Segment Open

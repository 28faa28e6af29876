use async_trait::async_trait;
use chrono::Utc;
use uuid::Uuid;

use crate::admin::application::ports::outgoing::{AdminQuery, AdminQueryError};
use crate::auth::application::domain::entities::{NewUser, User, UserRole};
use crate::auth::application::ports::outgoing::{
    HashError, PasswordHasher, TokenClaims, TokenError, TokenProvider, UserQuery, UserQueryError,
    UserRepository, UserRepositoryError,
};
use crate::auth::application::use_cases::auth_response::AuthResponse;
use crate::auth::application::use_cases::login_user::{ILoginUserUseCase, LoginError, LoginRequest};
use crate::auth::application::use_cases::register_user::{
    IRegisterUserUseCase, RegisterUserError, RegisterUserRequest,
};
use crate::auth::application::use_cases::resolve_current_user::{
    IResolveCurrentUserUseCase, ResolveUserError,
};
use crate::course::application::domain::entities::{Course, Enrollment, Lesson};
use crate::course::application::domain::lessons::LessonDraft;
use crate::course::application::ports::outgoing::{
    CourseChanges, CourseQuery, CourseQueryError, CourseRepository, CourseRepositoryError,
    EnrollmentRepository, EnrollmentRepositoryError, NewCourse,
};

const DB_DOWN: &str = "db down";

//
// ──────────────────────────────────────────────────────────
// Security ports
// ──────────────────────────────────────────────────────────
//

/// Stores passwords as `hashed:<password>`.
pub struct PlainTextHasher;

#[async_trait]
impl PasswordHasher for PlainTextHasher {
    async fn hash_password(&self, password: &str) -> Result<String, HashError> {
        Ok(format!("hashed:{password}"))
    }

    async fn verify_password(&self, password: &str, hash: &str) -> Result<bool, HashError> {
        Ok(hash == format!("hashed:{password}"))
    }
}

/// Issues readable `stub|<uid>|<role>|<email>` tokens.
#[derive(Default)]
pub struct StubTokenProvider;

impl StubTokenProvider {
    pub const EXPIRED_TOKEN: &'static str = "stub-expired";
}

impl TokenProvider for StubTokenProvider {
    fn generate_access_token(
        &self,
        user_id: Uuid,
        email: &str,
        role: UserRole,
    ) -> Result<String, TokenError> {
        Ok(format!("stub|{user_id}|{role}|{email}"))
    }

    fn verify_token(&self, token: &str) -> Result<TokenClaims, TokenError> {
        if token == Self::EXPIRED_TOKEN {
            return Err(TokenError::TokenExpired);
        }

        let mut parts = token.splitn(4, '|');
        let (Some("stub"), Some(uid), Some(role), Some(email)) =
            (parts.next(), parts.next(), parts.next(), parts.next())
        else {
            return Err(TokenError::MalformedToken);
        };
        let uid = Uuid::parse_str(uid).map_err(|_| TokenError::MalformedToken)?;
        let role = role.parse::<UserRole>().map_err(|_| TokenError::MalformedToken)?;

        let now = Utc::now().timestamp();
        Ok(TokenClaims {
            sub: email.to_string(),
            uid,
            role,
            iss: "stub".to_string(),
            exp: now + self.access_token_expiry(),
            iat: now,
            nbf: now,
            token_type: "access".to_string(),
        })
    }

    fn access_token_expiry(&self) -> i64 {
        86400
    }
}

//
// ──────────────────────────────────────────────────────────
// Auth use cases
// ──────────────────────────────────────────────────────────
//

pub struct StubLoginUseCase;

#[async_trait]
impl ILoginUserUseCase for StubLoginUseCase {
    async fn execute(&self, _request: LoginRequest) -> Result<AuthResponse, LoginError> {
        Err(LoginError::InvalidCredentials)
    }
}

pub struct StubRegisterUseCase;

#[async_trait]
impl IRegisterUserUseCase for StubRegisterUseCase {
    async fn execute(
        &self,
        _request: RegisterUserRequest,
    ) -> Result<AuthResponse, RegisterUserError> {
        Err(RegisterUserError::RepositoryError(DB_DOWN.to_string()))
    }
}

/// Resolves every bearer token to the same outcome.
pub struct StubResolveUseCase(pub Result<User, ResolveUserError>);

#[async_trait]
impl IResolveCurrentUserUseCase for StubResolveUseCase {
    async fn execute(&self, _token: &str) -> Result<User, ResolveUserError> {
        self.0.clone()
    }
}

//
// ──────────────────────────────────────────────────────────
// A store whose backend is unreachable
// ──────────────────────────────────────────────────────────
//

#[derive(Clone, Copy, Default)]
pub struct FailingStore;

#[async_trait]
impl CourseQuery for FailingStore {
    async fn list_active(&self) -> Result<Vec<Course>, CourseQueryError> {
        Err(CourseQueryError::DatabaseError(DB_DOWN.to_string()))
    }

    async fn list_all(&self) -> Result<Vec<Course>, CourseQueryError> {
        Err(CourseQueryError::DatabaseError(DB_DOWN.to_string()))
    }

    async fn find_by_id(&self, _course_id: Uuid) -> Result<Option<Course>, CourseQueryError> {
        Err(CourseQueryError::DatabaseError(DB_DOWN.to_string()))
    }
}

#[async_trait]
impl CourseRepository for FailingStore {
    async fn create_course(&self, _data: NewCourse) -> Result<Course, CourseRepositoryError> {
        Err(CourseRepositoryError::DatabaseError(DB_DOWN.to_string()))
    }

    async fn update_course(
        &self,
        _course_id: Uuid,
        _changes: CourseChanges,
    ) -> Result<Course, CourseRepositoryError> {
        Err(CourseRepositoryError::DatabaseError(DB_DOWN.to_string()))
    }

    async fn delete_course(&self, _course_id: Uuid) -> Result<(), CourseRepositoryError> {
        Err(CourseRepositoryError::DatabaseError(DB_DOWN.to_string()))
    }

    async fn add_lesson(
        &self,
        _course_id: Uuid,
        _draft: LessonDraft,
    ) -> Result<Lesson, CourseRepositoryError> {
        Err(CourseRepositoryError::DatabaseError(DB_DOWN.to_string()))
    }

    async fn update_lesson(
        &self,
        _course_id: Uuid,
        _lesson_id: Uuid,
        _draft: LessonDraft,
    ) -> Result<Lesson, CourseRepositoryError> {
        Err(CourseRepositoryError::DatabaseError(DB_DOWN.to_string()))
    }

    async fn delete_lesson(
        &self,
        _course_id: Uuid,
        _lesson_id: Uuid,
    ) -> Result<(), CourseRepositoryError> {
        Err(CourseRepositoryError::DatabaseError(DB_DOWN.to_string()))
    }
}

#[async_trait]
impl EnrollmentRepository for FailingStore {
    async fn enroll_free(
        &self,
        _user_id: Uuid,
        _course_id: Uuid,
    ) -> Result<Enrollment, EnrollmentRepositoryError> {
        Err(EnrollmentRepositoryError::DatabaseError(DB_DOWN.to_string()))
    }

    async fn begin_paid_enrollment(
        &self,
        _user_id: Uuid,
        _course_id: Uuid,
    ) -> Result<Enrollment, EnrollmentRepositoryError> {
        Err(EnrollmentRepositoryError::DatabaseError(DB_DOWN.to_string()))
    }
}

#[async_trait]
impl UserQuery for FailingStore {
    async fn find_by_id(&self, _user_id: Uuid) -> Result<Option<User>, UserQueryError> {
        Err(UserQueryError::DatabaseError(DB_DOWN.to_string()))
    }

    async fn find_by_email(&self, _email: &str) -> Result<Option<User>, UserQueryError> {
        Err(UserQueryError::DatabaseError(DB_DOWN.to_string()))
    }
}

#[async_trait]
impl UserRepository for FailingStore {
    async fn create_user(&self, _user: NewUser) -> Result<User, UserRepositoryError> {
        Err(UserRepositoryError::DatabaseError(DB_DOWN.to_string()))
    }

    async fn update_role(&self, _user_id: Uuid, _role: UserRole) -> Result<User, UserRepositoryError> {
        Err(UserRepositoryError::DatabaseError(DB_DOWN.to_string()))
    }

    async fn set_active(&self, _user_id: Uuid, _is_active: bool) -> Result<User, UserRepositoryError> {
        Err(UserRepositoryError::DatabaseError(DB_DOWN.to_string()))
    }
}

#[async_trait]
impl AdminQuery for FailingStore {
    async fn list_users(&self) -> Result<Vec<User>, AdminQueryError> {
        Err(AdminQueryError::DatabaseError(DB_DOWN.to_string()))
    }

    async fn list_courses(&self) -> Result<Vec<Course>, AdminQueryError> {
        Err(AdminQueryError::DatabaseError(DB_DOWN.to_string()))
    }

    async fn list_enrollments(&self) -> Result<Vec<Enrollment>, AdminQueryError> {
        Err(AdminQueryError::DatabaseError(DB_DOWN.to_string()))
    }
}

Segment Closed

*Task to complete*. Lines from the top of the entries through the line with "async fn verify_password(&self, password: &str, hash: &str)" are to be transcribed exactly, and nothing more.

*Solution to this problem*.
repository 28faa28e6af29876
use async_trait::async_trait;
use chrono::Utc;
use uuid::Uuid;

use crate::admin::application::ports::outgoing::{AdminQuery, AdminQueryError};
use crate::auth::application::domain::entities::{NewUser, User, UserRole};
use crate::auth::application::ports::outgoing::{
    HashError, PasswordHasher, TokenClaims, TokenError, TokenProvider, UserQuery, UserQueryError,
    UserRepository, UserRepositoryError,
};
use crate::auth::application::use_cases::auth_response::AuthResponse;
use crate::auth::application::use_cases::login_user::{ILoginUserUseCase, LoginError, LoginRequest};
use crate::auth::application::use_cases::register_user::{
    IRegisterUserUseCase, RegisterUserError, RegisterUserRequest,
};
use crate::auth::application::use_cases::resolve_current_user::{
    IResolveCurrentUserUseCase, ResolveUserError,
};
use crate::course::application::domain::entities::{Course, Enrollment, Lesson};
use crate::course::application::domain::lessons::LessonDraft;
use crate::course::application::ports::outgoing::{
    CourseChanges, CourseQuery, CourseQueryError, CourseRepository, CourseRepositoryError,
    EnrollmentRepository, EnrollmentRepositoryError, NewCourse,
};

const DB_DOWN: &str = "db down";

//
// ──────────────────────────────────────────────────────────
// Security ports
// ──────────────────────────────────────────────────────────
//

/// Stores passwords as `hashed:<password>`.
pub struct PlainTextHasher;

#[async_trait]
impl PasswordHasher for PlainTextHasher {
    async fn hash_password(&self, password: &str) -> Result<String, HashError> {
        Ok(format!("hashed:{password}"))
    }

    async fn verify_password(&self, password: &str, hash: &str) -> Result<bool, HashError> {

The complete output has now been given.